The experience level breakdown of respondents was fairly even, with 8.37% reporting they have been in the field less than a year and 10.84% saying they have been in for 40 years or more. The breakdown was as follows:

·        1-4 years  -          11.82%[LW1] 

·        5-9 years -           11.33%

·        10-14 years -        9.85%

·        15-19 years -        9.36%

·        20-24 years  -      14.29%

·        25-29 years  -      11.82%

·        30-34 years -        6.90%

·        35-39 years  -       5.42%

Of 270 respondents, 198 (73.33%) reported being employed full time, with 43 (15.93%) reporting as being entrepreneurs/self-employed. Eleven respondents (4%) reported being part-time employees and another 6 (2%) self-identified as contract workers. Twelve respondents (4.4%) reported being unemployed.

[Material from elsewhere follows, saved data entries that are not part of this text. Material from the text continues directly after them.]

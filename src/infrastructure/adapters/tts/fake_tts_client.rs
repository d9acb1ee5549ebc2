//! Fake TTS Client - 用于测试的 TTS 客户端
//!
//! 不调用远程服务，返回 `header + 文本字节` 作为音频数据，
//! 并记录每次请求，便于断言调用次数和顺序

use async_trait::async_trait;
use std::sync::atomic::{AtomicUsize, Ordering};
use std::sync::Mutex;

use crate::application::ports::{SpeechRequest, SpeechResponse, TtsEnginePort, TtsError};

/// Fake TTS Client 配置
#[derive(Debug, Clone, Default)]
pub struct FakeTtsClientConfig {
    /// 每段音频前附加的固定字节
    pub header: Vec<u8>,
    /// 第 N 次调用（从 1 开始）返回错误
    pub fail_on_call: Option<usize>,
    /// 模拟推理延迟（毫秒）
    pub delay_ms: u64,
}

/// Fake TTS Client
pub struct FakeTtsClient {
    config: FakeTtsClientConfig,
    calls: AtomicUsize,
    requests: Mutex<Vec<SpeechRequest>>,
}

impl FakeTtsClient {
    pub fn new(config: FakeTtsClientConfig) -> Self {
        Self {
            config,
            calls: AtomicUsize::new(0),
            requests: Mutex::new(Vec::new()),
        }
    }

    /// 使用默认配置创建
    pub fn with_defaults() -> Self {
        Self::new(FakeTtsClientConfig::default())
    }

    /// 第 `call` 次调用失败
    pub fn failing_on(call: usize) -> Self {
        Self::new(FakeTtsClientConfig {
            fail_on_call: Some(call),
            ..Default::default()
        })
    }

    /// 已发起的调用次数（包括失败的调用）
    pub fn call_count(&self) -> usize {
        self.calls.load(Ordering::SeqCst)
    }

    /// 成功处理的请求文本，按调用顺序
    pub fn texts(&self) -> Vec<String> {
        self.requests
            .lock()
            .map(|requests| requests.iter().map(|r| r.text.clone()).collect())
            .unwrap_or_default()
    }

    pub fn requests(&self) -> Vec<SpeechRequest> {
        self.requests
            .lock()
            .map(|requests| requests.clone())
            .unwrap_or_default()
    }
}

#[async_trait]
impl TtsEnginePort for FakeTtsClient {
    async fn synthesize(&self, request: SpeechRequest) -> Result<SpeechResponse, TtsError> {
        let call = self.calls.fetch_add(1, Ordering::SeqCst) + 1;

        tracing::debug!(
            call = call,
            text_len = request.text.len(),
            voice = %request.voice,
            "FakeTtsClient: returning synthetic audio"
        );

        if self.config.delay_ms > 0 {
            tokio::time::sleep(tokio::time::Duration::from_millis(self.config.delay_ms)).await;
        }

        if self.config.fail_on_call == Some(call) {
            return Err(TtsError::ServiceError(format!(
                "HTTP 500 Internal Server Error: fake failure on call {}",
                call
            )));
        }

        let mut audio_data = self.config.header.clone();
        audio_data.extend_from_slice(request.text.as_bytes());
        let format = request.format;

        if let Ok(mut requests) = self.requests.lock() {
            requests.push(request);
        }

        Ok(SpeechResponse { audio_data, format })
    }
}
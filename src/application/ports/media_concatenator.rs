//! Media Concatenator Port - 音频拼接抽象
//!
//! 流级拼接（不重新编码），外部工具同步调用

use std::path::{Path, PathBuf};
use thiserror::Error;

#[derive(Debug, Error)]
pub enum ConcatError {
    #[error("Concatenation tool unavailable: {0}")]
    Unavailable(String),

    #[error("Concatenation failed: {0}")]
    Failed(String),

    #[error("IO error: {0}")]
    IoError(String),
}

/// Media Concatenator Port
pub trait MediaConcatenatorPort: Send + Sync {
    /// 按顺序拼接 `segments`，写入 `output`
    ///
    /// `work_dir` 用于存放拼接过程中的辅助文件（如列表文件）
    fn concat(
        &self,
        segments: &[PathBuf],
        output: &Path,
        work_dir: &Path,
    ) -> Result<(), ConcatError>;

    /// 检查拼接工具是否可用
    fn check_available(&self) -> Result<(), ConcatError>;
}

Engineering is still a solid career

While a number of respondents said they have some concerns that fewer people are entering engineering120( 64.7%) of 187 said they believe there is currently a shortage in the engineering talent poolVSD’s respondents seem to mostly agree that engineering as a career is solid, rewarding, and lucrative, and would recommend engineering as  a career path.

Tilley acknowledges the candidate pool may be smaller in recent years, especially after COVID, as many people across all industries left the workforce during the pandemic. However, good candidates are available, and  even as the talent pool declines a little in the U.S., he says he works with a number of foreign nationals  who want to work and live in the U.S.

Of 204 respondents, 151 (74%) of them said they believe a career path in engineering and the potential for salary advancement is as promising as it was five years ago. Of 191 respondents, 63 (32.98%) said their firms plan to increase the number of engineering jobs and 107 (56.02%) said their companies were at least planning to maintain their current numbers of engineering jobs. Finally, 182 (94.79%) of 192 respondents say they would recommend engineering to a young person looking to choose a profession.

“Engineers will always be needed,” one respondent notes.

More specifically, “industries are looking for and creating more jobs for those engineers who possess more handson technical experience with good management skills. These are the reasons that the companies are willing to pay better,” says another respondent.

Indeed, of 96 respondents, 26 (27.08%) expected their salaries to fall within $100,000-$124,999, 19 (19.79%) expected to make between $125,000 and $149,999, and 12 (12.5%) expected to make between $150,000 and $199,999, while another 8 (8.33%) expected to make between $200,000 and $249,999.

“Engineering remains very solid,” Tilley says. "Someone going into it should be able to build and enjoy a rewarding, lucrative, long-term career.”